Wer solch schöne Rückmeldungen bekommt, gerät doch sicherlich ins Grübeln, welche Geschichte er als nächstes erzählen will. Haben Sie Lust auf mehr?
Heinrich: Geschrieben habe ich immer. Ich komme - wie Sie - von der Zeitung. Es macht mir viel Spaß, zu erzählen. Im Radio mache ich das ja auch. Ich genieße aber jetzt erst mal das Buch. Ich genieße es, Debütautorin zu sein, weil ich gar keine Erwartungen hatte an das, was kommt. Ich bin baff, wie viele erscheinen, um bei meiner Lesung dabei zu sein. Und auf die Lesungen habe ich ziemlich Bock. Ich will weiter schreiben - es ist aber ein Prozess, der sehr langwierig ist.

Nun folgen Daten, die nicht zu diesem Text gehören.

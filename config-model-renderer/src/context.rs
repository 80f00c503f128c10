//! Template context: serializable rendering payload built from a
//! [`ModelDescriptor`] plus derived build metadata.

use std::path::Path;

use serde::{Deserialize, Serialize};

use config_model_core::{naming, plugin, Mode, ModelDescriptor};

use crate::error::RenderError;

/// Payload handed to every template. Built fresh per render and never
/// mutated afterwards.
#[derive(Debug, Clone, PartialEq, Eq, Serialize, Deserialize)]
pub struct TemplateContext {
    pub model: ModelCtx,
    pub compiler: CompilerCtx,
}

/// The model being compiled.
#[derive(Debug, Clone, PartialEq, Eq, Serialize, Deserialize)]
pub struct ModelCtx {
    pub name: String,
    pub version: String,
    /// Working directory name, also the generated package name.
    pub safe_name: String,
    /// Library target name of the generated crate.
    pub lib_name: String,
    pub modules: Vec<ModuleCtx>,
}

/// One schema module. Raw bytes are deliberately absent.
#[derive(Debug, Clone, PartialEq, Eq, Serialize, Deserialize)]
pub struct ModuleCtx {
    pub name: String,
    pub organization: Option<String>,
    pub version: String,
    /// File name under the schema directory.
    pub file: String,
}

/// Build metadata.
#[derive(Debug, Clone, PartialEq, Eq, Serialize, Deserialize)]
pub struct CompilerCtx {
    pub mode: Mode,
    /// Minimum toolchain version for the generated manifest.
    pub version: String,
    /// Path from the generated module back to the invoking program, always
    /// with `/` separators.
    pub relative_path: String,
    /// Rust module holding the generated package.
    pub package: String,
    /// Exported symbol name of the plugin contract.
    pub symbol: String,
    /// Version of the config-model crates that generated the tree.
    pub crate_version: String,
}

impl TemplateContext {
    /// Build a [`TemplateContext`] for `model`.
    pub fn new(
        model: &ModelDescriptor,
        mode: Mode,
        toolchain_version: &str,
        relative_path: &Path,
    ) -> Self {
        let modules = model
            .modules
            .iter()
            .map(|m| ModuleCtx {
                name: m.name.0.clone(),
                organization: m.organization.clone(),
                version: m.version.0.clone(),
                file: naming::schema_file(m),
            })
            .collect();

        TemplateContext {
            model: ModelCtx {
                name: model.name.0.clone(),
                version: model.version.0.clone(),
                safe_name: naming::safe_qualified_name(model),
                lib_name: naming::lib_name(model),
                modules,
            },
            compiler: CompilerCtx {
                mode,
                version: toolchain_version.to_string(),
                relative_path: relative_path.to_string_lossy().replace('\\', "/"),
                package: naming::PACKAGE_NAME.to_string(),
                symbol: plugin::PLUGIN_SYMBOL.to_string(),
                crate_version: env!("CARGO_PKG_VERSION").to_string(),
            },
        }
    }

    /// Convert to a [`tera::Context`] for rendering.
    pub fn to_tera_context(&self) -> Result<tera::Context, RenderError> {
        tera::Context::from_serialize(self).map_err(RenderError::from)
    }
}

Als Radiofrau und Fernsehgesicht bestreiten Sie mit Ihrer Stimme den Lebensunterhalt. Ist es da nicht besonders schwierig, zu entscheiden, wer das Hörbuch zum Roman spricht?
Heinrich (lacht): Ja. Wir haben sehr viel überlegt, wer es lesen soll. Mein Verlag sagte: Wir haben doch eine Radiostimme. Ich habe es also selbst eingesprochen - eine Autorenlesung. Ich glaube, ich habe am Anfang zu schnell gesprochen. Es fehlt halt die Musik davor und danach.

Zur Person

Die 37 Jahre alte Radio- und Fernsehmoderatorin Sabine Heinrich gilt als "Gesicht von morgen". Seit 2011 läuft ihre Sendung "1 Live-Talk mit Frau Heinrich" auf Einsfestival, seit 2013 "Frau Heinrich kommt - die tragbare Show" im WDR. Für den Eurovision-Vorentscheid "Unser Star für Oslo" bekam sie den Deutschen Fernsehpreis. Ihr Romandebüt "Sehnsucht ist ein Notfall" (ISBN 978-3-462-04621-2) ist für 14,99 Euro erhältlich.

Karten für die Lesung gibt's für acht Euro (ermäßigt vier Euro) in Rheinbach in der Buchhandlung Kayser, Hauptstraße 28, den Hochschul- und Kreisbibliotheken Rheinbach, von-Liebig-Straße 20, und Sankt Augustin, Grantham-Allee 20, oder an der Abendkasse.